The most critical and difficult to understand part of the bitcoin protocol, in my view at least, is how it prevents the miners from exploiting the system. If the miners could be trusted to do the recordkeeping, it's a no brainer. But of course, the whole protocol is built on the premise that you can't trust anyone. These miners are just regular folk. They have no history. They have no reputations. They're just anonymous users. Built within the program has to be a set of incentives that makes the miners do the right thing. Exactly how that works, maybe somebody can explain it to me, but I think you need three PhDs: one in computing science, one in cryptology and possibly even one in game theory to understand how potentially people would game the system, I mean to really have a deep understanding of how that works.
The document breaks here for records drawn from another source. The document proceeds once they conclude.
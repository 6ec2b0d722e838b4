//! SQLite-backed module repository
//!
//! Modules live in a `modules` table (one JSON properties column per row) and
//! global properties in `module_settings`. Tables are created on connect.
//!
//! The repository API is blocking, so the backend owns a current-thread tokio
//! runtime and drives every sqlx query to completion on it. When the caller is
//! itself inside a tokio runtime the query is driven from a scoped helper thread,
//! so a database-backed registry can be built, used and dropped from async code.
//! That still blocks the calling worker; prefer `tokio::task::spawn_blocking`.

use super::ModuleRepository;
use crate::error::{RegistryError, RegistryResult};
use crate::module::{Module, Properties, PropertyKey, Slug};
use serde_json::Value;
use sqlx::sqlite::{SqliteConnectOptions, SqlitePool, SqlitePoolOptions};
use std::future::Future;
use std::str::FromStr;
use std::thread;
use tokio::runtime::{Builder, Handle, Runtime};

const CREATE_MODULES: &str = r"
CREATE TABLE IF NOT EXISTS modules (
    id INTEGER PRIMARY KEY AUTOINCREMENT,
    slug TEXT NOT NULL UNIQUE,
    properties TEXT NOT NULL
)";

const CREATE_SETTINGS: &str = r"
CREATE TABLE IF NOT EXISTS module_settings (
    key TEXT PRIMARY KEY,
    value TEXT NOT NULL
)";

/// Private runtime driving sqlx futures for the blocking API
#[derive(Debug)]
struct BlockingRuntime {
    runtime: Option<Runtime>,
}

impl BlockingRuntime {
    fn new() -> std::io::Result<Self> {
        let runtime = Builder::new_current_thread().enable_all().build()?;
        Ok(Self {
            runtime: Some(runtime),
        })
    }

    fn run<T, F>(&self, future: F) -> RegistryResult<T>
    where
        F: Future<Output = Result<T, sqlx::Error>> + Send,
        T: Send,
    {
        let Some(runtime) = self.runtime.as_ref() else {
            return Err(RegistryError::Configuration(
                "module database runtime has shut down".to_string(),
            ));
        };

        let result = if Handle::try_current().is_ok() {
            // `block_on` panics on a thread that is already inside a runtime
            thread::scope(|scope| match scope.spawn(|| runtime.block_on(future)).join() {
                Ok(result) => result,
                Err(panic) => std::panic::resume_unwind(panic),
            })
        } else {
            runtime.block_on(future)
        };
        Ok(result?)
    }
}

impl Drop for BlockingRuntime {
    fn drop(&mut self) {
        // Dropping a runtime inside another runtime panics; this never blocks
        if let Some(runtime) = self.runtime.take() {
            runtime.shutdown_background();
        }
    }
}

/// Module repository stored in SQLite
///
/// # Examples
///
/// ```rust,no_run
/// use acton_modules::repository::{DatabaseModuleRepository, ModuleRepository};
///
/// let repo = DatabaseModuleRepository::connect("sqlite://modules.db")?;
/// for module in repo.enabled()? {
///     println!("{}", module.slug());
/// }
/// # Ok::<(), acton_modules::RegistryError>(())
/// ```
#[derive(Debug)]
pub struct DatabaseModuleRepository {
    pool: SqlitePool,
    runtime: BlockingRuntime,
}

impl DatabaseModuleRepository {
    /// Open (creating if necessary) the database at `url`
    ///
    /// Safe to call from inside an async runtime.
    ///
    /// # Errors
    ///
    /// Returns an error if the runtime cannot start, the URL is invalid, or the
    /// schema cannot be created.
    pub fn connect(url: &str) -> RegistryResult<Self> {
        let runtime = BlockingRuntime::new().map_err(|e| RegistryError::io(url, e))?;

        let options = SqliteConnectOptions::from_str(url)?.create_if_missing(true);

        // A single long-lived connection keeps `sqlite::memory:` databases alive
        let pool = runtime.run(
            SqlitePoolOptions::new()
                .max_connections(1)
                .idle_timeout(None)
                .max_lifetime(None)
                .connect_with(options),
        )?;

        runtime.run(async {
            sqlx::query(CREATE_MODULES).execute(&pool).await?;
            sqlx::query(CREATE_SETTINGS).execute(&pool).await?;
            Ok::<_, sqlx::Error>(())
        })?;

        tracing::debug!(url, "Connected module repository database");
        Ok(Self { pool, runtime })
    }

    fn fetch_properties(&self, slug: &Slug) -> RegistryResult<Option<Properties>> {
        let row: Option<String> = self.runtime.run(
            sqlx::query_scalar("SELECT properties FROM modules WHERE slug = ?")
                .bind(slug.as_str())
                .fetch_optional(&self.pool),
        )?;

        row.map(|json| serde_json::from_str(&json).map_err(RegistryError::from))
            .transpose()
    }
}

impl Drop for DatabaseModuleRepository {
    fn drop(&mut self) {
        let pool = self.pool.clone();
        if let Err(e) = self.runtime.run(async move {
            pool.close().await;
            Ok::<_, sqlx::Error>(())
        }) {
            tracing::warn!(error = %e, "Failed to close module repository database");
        }
    }
}

impl ModuleRepository for DatabaseModuleRepository {
    fn all(&self) -> RegistryResult<Vec<Module>> {
        let rows: Vec<(String, String)> = self.runtime.run(
            sqlx::query_as("SELECT slug, properties FROM modules ORDER BY id")
                .fetch_all(&self.pool),
        )?;

        let mut modules = Vec::with_capacity(rows.len());
        for (slug, properties) in rows {
            match Slug::parse(&slug) {
                Ok(slug) => modules.push(Module::new(slug, serde_json::from_str(&properties)?)),
                Err(_) => tracing::warn!(slug = %slug, "Skipping module row with an invalid slug"),
            }
        }
        Ok(modules)
    }

    fn exists(&self, slug: &Slug) -> RegistryResult<bool> {
        let found: Option<i64> = self.runtime.run(
            sqlx::query_scalar("SELECT 1 FROM modules WHERE slug = ?")
                .bind(slug.as_str())
                .fetch_optional(&self.pool),
        )?;
        Ok(found.is_some())
    }

    fn count(&self) -> RegistryResult<usize> {
        let count: i64 = self
            .runtime
            .run(sqlx::query_scalar("SELECT COUNT(*) FROM modules").fetch_one(&self.pool))?;
        Ok(usize::try_from(count).unwrap_or_default())
    }

    fn properties(&self, slug: &Slug) -> RegistryResult<Properties> {
        self.fetch_properties(slug)?
            .ok_or_else(|| RegistryError::NotFound(slug.to_string()))
    }

    fn property(&self, property: &str) -> RegistryResult<Option<Value>> {
        match PropertyKey::parse(property)? {
            PropertyKey::Module { slug, key } => {
                Ok(self.fetch_properties(&slug)?.and_then(|mut p| p.remove(&key)))
            }
            PropertyKey::Global(key) => {
                let value: Option<String> = self.runtime.run(
                    sqlx::query_scalar("SELECT value FROM module_settings WHERE key = ?")
                        .bind(&key)
                        .fetch_optional(&self.pool),
                )?;
                value
                    .map(|json| serde_json::from_str(&json).map_err(RegistryError::from))
                    .transpose()
            }
        }
    }

    fn set_property(&self, property: &str, value: Value) -> RegistryResult<()> {
        match PropertyKey::parse(property)? {
            PropertyKey::Module { slug, key } => {
                let mut properties = self.properties(&slug)?;
                tracing::debug!(module = %slug, key = %key, value = %value, "Setting module property");
                properties.insert(key, value);
                let json = serde_json::to_string(&properties)?;

                self.runtime.run(
                    sqlx::query("UPDATE modules SET properties = ? WHERE slug = ?")
                        .bind(json)
                        .bind(slug.as_str())
                        .execute(&self.pool),
                )?;
            }
            PropertyKey::Global(key) => {
                tracing::debug!(key = %key, value = %value, "Setting global property");
                let json = serde_json::to_string(&value)?;

                self.runtime.run(
                    sqlx::query(
                        "INSERT INTO module_settings (key, value) VALUES (?, ?) \
                         ON CONFLICT(key) DO UPDATE SET value = excluded.value",
                    )
                    .bind(key)
                    .bind(json)
                    .execute(&self.pool),
                )?;
            }
        }
        Ok(())
    }

    fn register(&self, slug: &Slug, properties: Properties) -> RegistryResult<()> {
        let json = serde_json::to_string(&properties)?;
        self.runtime.run(
            sqlx::query(
                "INSERT INTO modules (slug, properties) VALUES (?, ?) ON CONFLICT(slug) DO NOTHING",
            )
            .bind(slug.as_str())
            .bind(json)
            .execute(&self.pool),
        )?;
        Ok(())
    }
}

#[cfg(test)]
mod tests {
    use super::*;
    use serde_json::json;
    use tempfile::{tempdir, TempDir};

    fn slug(s: &str) -> Slug {
        Slug::parse(s).unwrap()
    }

    fn props(value: Value) -> Properties {
        match value {
            Value::Object(map) => map,
            _ => panic!("expected an object"),
        }
    }

    fn setup() -> (TempDir, String) {
        let dir = tempdir().unwrap();
        let url = format!("sqlite://{}", dir.path().join("modules.db").display());
        (dir, url)
    }

    #[test]
    fn test_register_and_query() {
        let (_dir, url) = setup();
        let repo = DatabaseModuleRepository::connect(&url).unwrap();

        repo.register(&slug("wiki"), props(json!({"slug": "wiki", "order": 2}))).unwrap();
        repo.register(&slug("blog"), props(json!({"slug": "blog", "order": 1}))).unwrap();

        // Insertion order, not alphabetical
        let slugs: Vec<_> = repo.all().unwrap().iter().map(|m| m.slug().to_string()).collect();
        assert_eq!(slugs, ["wiki", "blog"]);
        assert_eq!(repo.count().unwrap(), 2);
        assert!(repo.exists(&slug("blog")).unwrap());
        assert!(!repo.exists(&slug("shop")).unwrap());

        let sorted: Vec<_> = repo.sort_by("order").unwrap().iter().map(|m| m.slug().to_string()).collect();
        assert_eq!(sorted, ["blog", "wiki"]);
    }

    #[test]
    fn test_register_twice_keeps_first() {
        let (_dir, url) = setup();
        let repo = DatabaseModuleRepository::connect(&url).unwrap();

        repo.register(&slug("blog"), props(json!({"order": 1}))).unwrap();
        repo.register(&slug("blog"), props(json!({"order": 5}))).unwrap();

        assert_eq!(repo.count().unwrap(), 1);
        assert_eq!(repo.property("blog::order").unwrap(), Some(json!(1)));
    }

    #[test]
    fn test_toggle_persists_across_reopen() {
        let (_dir, url) = setup();
        {
            let repo = DatabaseModuleRepository::connect(&url).unwrap();
            repo.register(&slug("blog"), props(json!({"enabled": true}))).unwrap();
            repo.disable(&slug("blog")).unwrap();
            repo.disable(&slug("blog")).unwrap();
            repo.set_property("default_locale", json!("en")).unwrap();
        }

        let repo = DatabaseModuleRepository::connect(&url).unwrap();
        assert!(repo.is_disabled(&slug("blog")).unwrap());
        assert_eq!(repo.disabled().unwrap().len(), 1);
        assert!(repo.enabled().unwrap().is_empty());
        assert_eq!(repo.property("default_locale").unwrap(), Some(json!("en")));
    }

    #[test]
    fn test_global_property_last_write_wins() {
        let (_dir, url) = setup();
        let repo = DatabaseModuleRepository::connect(&url).unwrap();

        assert_eq!(repo.property_or("theme", json!("light")).unwrap(), json!("light"));
        repo.set_property("theme", json!("dark")).unwrap();
        repo.set_property("theme", json!("solarized")).unwrap();
        assert_eq!(repo.property("theme").unwrap(), Some(json!("solarized")));
    }

    #[test]
    fn test_unknown_module() {
        let (_dir, url) = setup();
        let repo = DatabaseModuleRepository::connect(&url).unwrap();

        assert!(matches!(
            repo.properties(&slug("ghost")),
            Err(RegistryError::NotFound(s)) if s == "ghost"
        ));
        assert!(matches!(repo.enable(&slug("ghost")), Err(RegistryError::NotFound(_))));
        assert_eq!(repo.property("ghost::enabled").unwrap(), None);
    }

    #[test]
    fn test_in_memory_database() {
        let repo = DatabaseModuleRepository::connect("sqlite::memory:").unwrap();
        repo.register(&slug("blog"), Properties::new()).unwrap();

        // Missing `enabled` defaults to enabled
        assert!(repo.is_enabled(&slug("blog")).unwrap());
    }

    #[test]
    fn test_invalid_url() {
        let result = DatabaseModuleRepository::connect("postgres://localhost/modules");
        assert!(matches!(result, Err(RegistryError::Database(_))));
    }

    #[tokio::test]
    async fn test_usable_inside_current_thread_runtime() {
        let (_dir, url) = setup();
        let repo = DatabaseModuleRepository::connect(&url).unwrap();

        repo.register(&slug("blog"), props(json!({"enabled": true}))).unwrap();
        repo.disable(&slug("blog")).unwrap();
        assert!(repo.is_disabled(&slug("blog")).unwrap());

        drop(repo);
        let reopened = DatabaseModuleRepository::connect(&url).unwrap();
        assert_eq!(reopened.count().unwrap(), 1);
    }

    #[tokio::test(flavor = "multi_thread", worker_threads = 2)]
    async fn test_usable_inside_multi_thread_runtime() {
        let repo = DatabaseModuleRepository::connect("sqlite::memory:").unwrap();
        repo.register(&slug("blog"), Properties::new()).unwrap();

        let repo = tokio::task::spawn_blocking(move || {
            assert!(repo.exists(&slug("blog")).unwrap());
            repo
        })
        .await
        .unwrap();

        assert!(repo.slugs().unwrap().contains(&slug("blog")));
    }
}
//! `module:make:controller` command

use acton_modules::scaffold::{ArtifactGenerator, ControllerGenerator};
use acton_modules::{Registry, Slug};
use anyhow::Result;
use console::style;

use super::SUCCESS;

/// Create a controller inside an existing module
pub struct MakeControllerCommand<'a> {
    module: Slug,
    name: &'a str,
}

impl<'a> MakeControllerCommand<'a> {
    /// Create a new command instance
    #[must_use]
    pub const fn new(module: Slug, name: &'a str) -> Self {
        Self { module, name }
    }

    /// Execute the command
    ///
    /// # Errors
    ///
    /// Returns `NotFound` if the module does not exist, or an I/O failure.
    pub fn execute(&self, registry: &Registry) -> Result<()> {
        let path = ControllerGenerator::new(registry).generate(&self.module, self.name)?;
        let shown = path.strip_prefix(registry.root_path()).unwrap_or(&path);

        println!(
            "{} {} {}",
            SUCCESS,
            style("Created controller:").green().bold(),
            style(shown.display()).cyan()
        );
        Ok(())
    }
}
Now that we're on miners, I want to take a little sidestep here and describe this mining thing here a little more. The word ‘mining' here is a little bit unfortunate. I don't know where it came from, but it's a misleading analogy. We think of the fellow up there (showing a bitcoin cartoon). He's got his mining cap on. ‘You're mining for bitcoins.' Well, not really. Think about real gold miners. What are they producing? Gold miners are rewarded for producing gold. You would think, therefore, that bitcoin miners must be rewarded for producing bitcoins. No, that's not true. Bitcoin miners are not rewarded for producing bitcoins. They are rewarded for their recordkeeping services. They just happen to get paid in part with newly minted bitcoins, but they could be paid any way. For example, gold miners often get paid in U.S. dollars. Gold miners don't necessarily get paid in gold. So bitcoin miners get paid for the services — the auditing, the bookkeeping or recordkeeping services or whatever you want to call it — they get paid partly in newly created bitcoins, what economists call seigniorage revenue, but they also get paid in service fees. If I'm a transactor, for example, I could offer the miners a little bit of a fee to process the payment a little more quickly. So the whole system could in principle function completely on these fees. The upshot is that the bitcoin can function with even a constant money supply. You know these graphs you see with the bitcoin growing and then being capped at 21 million? That's just a red herring. You don't even worry about that for how the protocol functions.